===== Record extracts =====

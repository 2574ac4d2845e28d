use crate::backend::{AnyTable, AnyWitness};
use crate::cli::{Cli, Command};
use anyhow::{bail, Context};
use skipledger_core::{Error as CoreError, SkipLedger, WitnessRepo};
use skipledger_digest::{Digest, Hash, Salter};
use skipledger_pack::PathPack;
use skipledger_row::{Cell, SaltScheme, SourceRow};
use skipledger_storage::{FileSkipTable, FileWitnessRepo, MemSkipTable, MemWitnessRepo};
use std::path::PathBuf;

pub fn run(cli: Cli) -> anyhow::Result<()> {
    let table = open_table(&cli)?;
    let witness = open_witness(&cli)?;
    let ledger = SkipLedger::open(table)?;

    match cli.command {
        Command::Init => {
            println!("initialized ledger at size {}", ledger.size());
        }
        Command::Append { inputs } => {
            let hashes: Vec<Hash> =
                inputs.iter().map(|s| parse_hash(s)).collect::<anyhow::Result<_>>()?;
            let size = ledger.append(&hashes)?;
            println!("{size}");
        }
        Command::AppendRows { cells, salt_scheme } => {
            let size = append_rows(&ledger, &cli, &cells, &salt_scheme)?;
            println!("{size}");
        }
        Command::Size => {
            println!("{}", ledger.size());
        }
        Command::Row { n } => {
            print_row(&ledger, n)?;
        }
        Command::Path { targets } => {
            print_path(&ledger, &targets)?;
        }
        Command::Pack { targets, condensed, out } => {
            build_pack(&ledger, &targets, condensed, out)?;
        }
        Command::VerifyPack { file } => {
            verify_pack(&file)?;
        }
        Command::Trim { n } => {
            ledger.trim(n)?;
            if let Some(mut witness) = witness {
                witness.trim_by_row_number(n)?;
            }
            println!("{}", ledger.size());
        }
    }
    Ok(())
}

fn open_table(cli: &Cli) -> anyhow::Result<AnyTable> {
    if cli.in_memory {
        return Ok(AnyTable::Mem(MemSkipTable::new()));
    }
    if let Some(path) = &cli.data_file {
        return Ok(AnyTable::File(FileSkipTable::open(path)?));
    }
    if let Some(config_path) = &cli.config {
        let config = skipledger_config::Config::load(config_path)
            .with_context(|| format!("loading config {}", config_path.display()))?;
        return match config.backend {
            skipledger_config::Backend::Memory => Ok(AnyTable::Mem(MemSkipTable::new())),
            skipledger_config::Backend::File => {
                let path = config
                    .path
                    .clone()
                    .ok_or_else(|| anyhow::anyhow!("config backend = \"file\" requires a path"))?;
                Ok(AnyTable::File(FileSkipTable::open(PathBuf::from(path))?))
            }
        };
    }
    bail!("specify one of --in-memory, --data-file, or --config");
}

fn open_witness(cli: &Cli) -> anyhow::Result<Option<AnyWitness>> {
    if let Some(path) = &cli.witness_file {
        return Ok(Some(AnyWitness::File(FileWitnessRepo::open(path)?)));
    }
    if cli.in_memory {
        return Ok(Some(AnyWitness::Mem(MemWitnessRepo::new())));
    }
    Ok(None)
}

fn parse_hash(s: &str) -> anyhow::Result<Hash> {
    let bytes = hex::decode(s).with_context(|| format!("{s:?} is not valid hex"))?;
    if bytes.len() != 32 {
        bail!(CoreError::Malformed("input hash must decode to exactly 32 bytes"));
    }
    let mut hash = [0u8; 32];
    hash.copy_from_slice(&bytes);
    Ok(hash)
}

fn append_rows<T: skipledger_core::SkipTable>(
    ledger: &SkipLedger<T>,
    cli: &Cli,
    cells_json: &str,
    salt_scheme_name: &str,
) -> anyhow::Result<u64> {
    let salter = match &cli.config {
        Some(path) => {
            let config = skipledger_config::Config::load(path)?;
            let seed = config.resolve_seed()?;
            if seed.is_empty() { Salter::null() } else { Salter::new(seed) }
        }
        None => Salter::null(),
    };

    let rows_json: serde_json::Value =
        serde_json::from_str(cells_json).context("--cells is not valid JSON")?;
    let rows_json = rows_json.as_array().context("--cells must be a JSON array of rows")?;

    let scheme = parse_salt_scheme(salt_scheme_name)?;
    let start_row = ledger.size() + 1;
    let mut digest = Digest::new();
    let mut hashes = Vec::with_capacity(rows_json.len());

    for (offset, row_value) in rows_json.iter().enumerate() {
        let cell_values = row_value.as_array().context("each row must be a JSON array of cells")?;
        let cells: Vec<Cell> =
            cell_values.iter().map(Cell::classify).collect::<Result<_, _>>()?;
        let row_number = start_row + offset as u64;
        let source_row = SourceRow::new(row_number, scheme.clone(), cells)?;
        hashes.push(source_row.input_hash(&salter, &mut digest)?);
    }

    Ok(ledger.append(&hashes)?)
}

fn parse_salt_scheme(name: &str) -> anyhow::Result<SaltScheme> {
    match name {
        "no_salt" => Ok(SaltScheme::NoSalt),
        "salt_all" => Ok(SaltScheme::SaltAll),
        other => bail!("unknown --salt-scheme {other:?}: expected no_salt or salt_all"),
    }
}

fn print_row<T: skipledger_core::SkipTable>(ledger: &SkipLedger<T>, n: u64) -> anyhow::Result<()> {
    let row = ledger.get_row(n)?;
    println!("row {}", row.number);
    println!("input_hash {}", hex::encode(row.input_hash));
    println!("row_hash {}", hex::encode(row.row_hash));
    println!("skip_count {}", row.skip_count());
    for (level, hash) in row.refs.iter().enumerate() {
        println!("ref[{level}] {}", hex::encode(hash));
    }
    Ok(())
}

fn print_path<T: skipledger_core::SkipTable>(
    ledger: &SkipLedger<T>,
    targets: &[u64],
) -> anyhow::Result<()> {
    let path = ledger.get_path(targets)?;
    for row in &path.rows {
        println!("{} {}", row.number, hex::encode(row.row_hash));
    }
    Ok(())
}

fn build_pack<T: skipledger_core::SkipTable>(
    ledger: &SkipLedger<T>,
    targets: &[u64],
    condensed: bool,
    out: Option<PathBuf>,
) -> anyhow::Result<()> {
    let path = ledger.get_path(targets)?;
    let pack = PathPack::for_path(&path, targets);
    let pack = if condensed { pack.condense() } else { pack };
    let bytes = pack.to_bytes();
    match out {
        Some(path) => std::fs::write(&path, &bytes)
            .with_context(|| format!("writing pack to {}", path.display()))?,
        None => println!("{}", hex::encode(&bytes)),
    }
    Ok(())
}

fn verify_pack(file: &PathBuf) -> anyhow::Result<()> {
    let bytes = std::fs::read(file).with_context(|| format!("reading pack {}", file.display()))?;
    let pack = PathPack::from_bytes(&bytes)?;
    if pack.verify()? {
        println!("valid");
        Ok(())
    } else {
        println!("invalid");
        bail!(skipledger_pack::Error::HashConflict(*pack.row_numbers().last().unwrap_or(&0)));
    }
}
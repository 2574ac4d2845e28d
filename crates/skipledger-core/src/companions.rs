//! Coordinated trim across a [`SkipLedger`] and the collaborators that key
//! off row number: a [`WitnessRepo`] and, for salted ledgers, the salter's
//! epoch table.
//!
//! `SkipLedger` is generic only over its [`SkipTable`] backend — making it
//! also generic over a witness repo and a salter would tie every ledger
//! instantiation to both, even for callers that use neither. Trimming is the
//! one operation where the three must move together, so it lives here as a
//! free function instead of a method on `SkipLedger`.

use crate::{Error, SkipLedger, SkipTable, WitnessRepo};

/// Trim the ledger to `new_size`, then drop every witness trail whose row
/// number exceeds it. Not atomic across the two: if the witness trim fails
/// after the ledger trim succeeds, the ledger is left at `new_size` and the
/// caller should retry the witness trim alone (it is idempotent).
pub fn trim_with_witness<T: SkipTable>(
    ledger: &SkipLedger<T>,
    witness: &mut dyn WitnessRepo,
    new_size: u64,
) -> Result<(), Error> {
    ledger.trim(new_size)?;
    witness.trim_by_row_number(new_size)
}

/// Epoch start rows from an [`skipledger_digest::EpochedSalter`] that become
/// unreachable once the ledger is trimmed to `new_size`: every epoch whose
/// `start_row` exceeds it. The salter itself is never mutated here — an
/// epoch table is a historical record of which seed covered which rows, and
/// a later `append` past `new_size` may re-enter an epoch whose start row
/// this trim would otherwise have discarded.
pub fn orphaned_epoch_starts(
    salter: &skipledger_digest::EpochedSalter,
    new_size: u64,
) -> Vec<u64> {
    salter.epoch_starts().filter(|&start| start > new_size).collect()
}
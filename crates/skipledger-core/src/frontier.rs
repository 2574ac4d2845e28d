use crate::{algebra::skip_count, rowhash::row_hash};
use skipledger_digest::{Digest, Hash};

/// The minimum state required to extend a ledger by one row and verify the
/// extension, without rereading any previously written row hash.
///
/// Holds, for each level `ℓ`, the `(row number, row hash)` pair whose row
/// number is the largest `m` processed so far with `v2(m) ≥ ℓ`. The array
/// grows by one level exactly when a row first achieves that level (a
/// power-of-two row), and otherwise carries levels forward untouched —
/// this is the "survive, shifted upward" behavior the contract describes.
#[derive(Debug, Clone, PartialEq)]
pub struct HashFrontier {
    row_number: u64,
    levels: Vec<(u64, Hash)>,
}

impl HashFrontier {
    /// The frontier before any row has been appended: row number 0, no
    /// levels established. `next` from here produces `Frontier@1`.
    pub fn empty() -> Self {
        Self { row_number: 0, levels: Vec::new() }
    }

    /// The unique frontier after row 1, built from one input hash and the
    /// sentinel as its only reference.
    pub fn first(input_hash: Hash) -> Self {
        Self::empty().next(input_hash)
    }

    /// Advance from row `n` to `n+1`, consuming one input hash and this
    /// frontier's level hashes in order `0 .. skipCount(n+1)`. The unused
    /// "highest" level (when `n+1` is a power of two) pulls the sentinel.
    pub fn next(&self, input_hash: Hash) -> Self {
        let new_n = self.row_number + 1;
        let sc = skip_count(new_n) as usize;

        let mut refs = Vec::with_capacity(sc);
        for level in 0..sc {
            refs.push(self.levels.get(level).map(|(_, h)| *h).unwrap_or_else(Digest::sentinel));
        }
        let mut digest = Digest::new();
        let new_hash = row_hash(input_hash, &refs, &mut digest);

        let new_len = self.levels.len().max(sc);
        let mut new_levels = Vec::with_capacity(new_len);
        for level in 0..new_len {
            if level == 0 || new_n.trailing_zeros() as usize >= level {
                new_levels.push((new_n, new_hash));
            } else {
                new_levels.push(self.levels.get(level).copied().unwrap_or((0, Digest::sentinel())));
            }
        }
        Self { row_number: new_n, levels: new_levels }
    }

    pub fn row_number(&self) -> u64 {
        self.row_number
    }

    /// The row hash at level 0: `rowHash(rowNumber())`.
    pub fn row(&self) -> Hash {
        self.levels.first().map(|(_, h)| *h).unwrap_or_else(Digest::sentinel)
    }

    /// The `(row number, row hash)` carried at level `ℓ`, or the sentinel
    /// pair `(0, sentinel)` if that level has not yet been established.
    pub fn level(&self, level: usize) -> (u64, Hash) {
        self.levels.get(level).copied().unwrap_or((0, Digest::sentinel()))
    }

    pub fn level_row(&self, level: usize) -> Hash {
        self.level(level).1
    }

    /// Number of levels this frontier carries (established or not past the
    /// first gap — levels never shrink once created).
    pub fn level_count(&self) -> usize {
        self.levels.len()
    }
}

impl Default for HashFrontier {
    fn default() -> Self {
        Self::empty()
    }
}

/// `(row, level)` → the row number holding level `ℓ`'s entry at ledger size
/// `n`: the largest `m ≤ n` with `2^ℓ | m`. Used to reconstruct a frontier
/// from stored row hashes without replaying every append.
pub fn level_holder(n: u64, level: u32) -> u64 {
    if level >= u64::BITS {
        return 0;
    }
    (n >> level) << level
}

/// How many levels a frontier at row `n` has established: `1 + ⌊log2 n⌋`
/// for `n ≥ 1`, else `0`.
pub fn level_count_at(n: u64) -> u32 {
    if n == 0 {
        0
    } else {
        u64::BITS - n.leading_zeros()
    }
}

/// Build a [`HashFrontier`] directly from its `(row number, level holder,
/// level hash)` parts. Used by [`crate::ledger::reconstruct_frontier`] to
/// rebuild a frontier from stored row hashes without replaying `next`.
pub fn from_parts(row_number: u64, levels: Vec<(u64, Hash)>) -> HashFrontier {
    HashFrontier { row_number, levels }
}
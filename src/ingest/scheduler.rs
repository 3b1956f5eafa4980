// src/ingest/scheduler.rs
use tokio::task::JoinHandle;

use crate::config::BotConfig;
use crate::ingest::DigestPipeline;

/// Spawn the periodic digest task. Each tick runs the pipeline once; a
/// failed run is logged and the next tick proceeds as usual. Ticks share no
/// mutable state, so a slow run overlapping the next one is wasteful
/// (duplicate digest) but never unsafe.
pub fn spawn_digest_scheduler(cfg: BotConfig) -> JoinHandle<()> {
    tokio::spawn(async move {
        let interval_secs = cfg.interval_secs;
        let pipeline = DigestPipeline::from_config(&cfg);
        let mut ticker = tokio::time::interval(std::time::Duration::from_secs(interval_secs));
        loop {
            ticker.tick().await;
            tracing::info!(target: "digest", every_secs = interval_secs, "digest tick");

            match pipeline.run_once().await {
                Ok(report) => {
                    tracing::info!(
                        target: "digest",
                        fetched = report.fetched,
                        selected = report.selected,
                        notified = report.notified,
                        "digest run finished"
                    );
                }
                Err(e) => {
                    tracing::error!(target: "digest", error = ?e, "digest run failed");
                }
            }
        }
    })
}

=====

[Problem statement] Copy whichever lines above contain the string "AnyTable".

[Exercise response]
use crate::backend::{AnyTable, AnyWitness};
fn open_table(cli: &Cli) -> anyhow::Result<AnyTable> {
        return Ok(AnyTable::Mem(MemSkipTable::new()));
        return Ok(AnyTable::File(FileSkipTable::open(path)?));
            skipledger_config::Backend::Memory => Ok(AnyTable::Mem(MemSkipTable::new())),
                Ok(AnyTable::File(FileSkipTable::open(PathBuf::from(path))?))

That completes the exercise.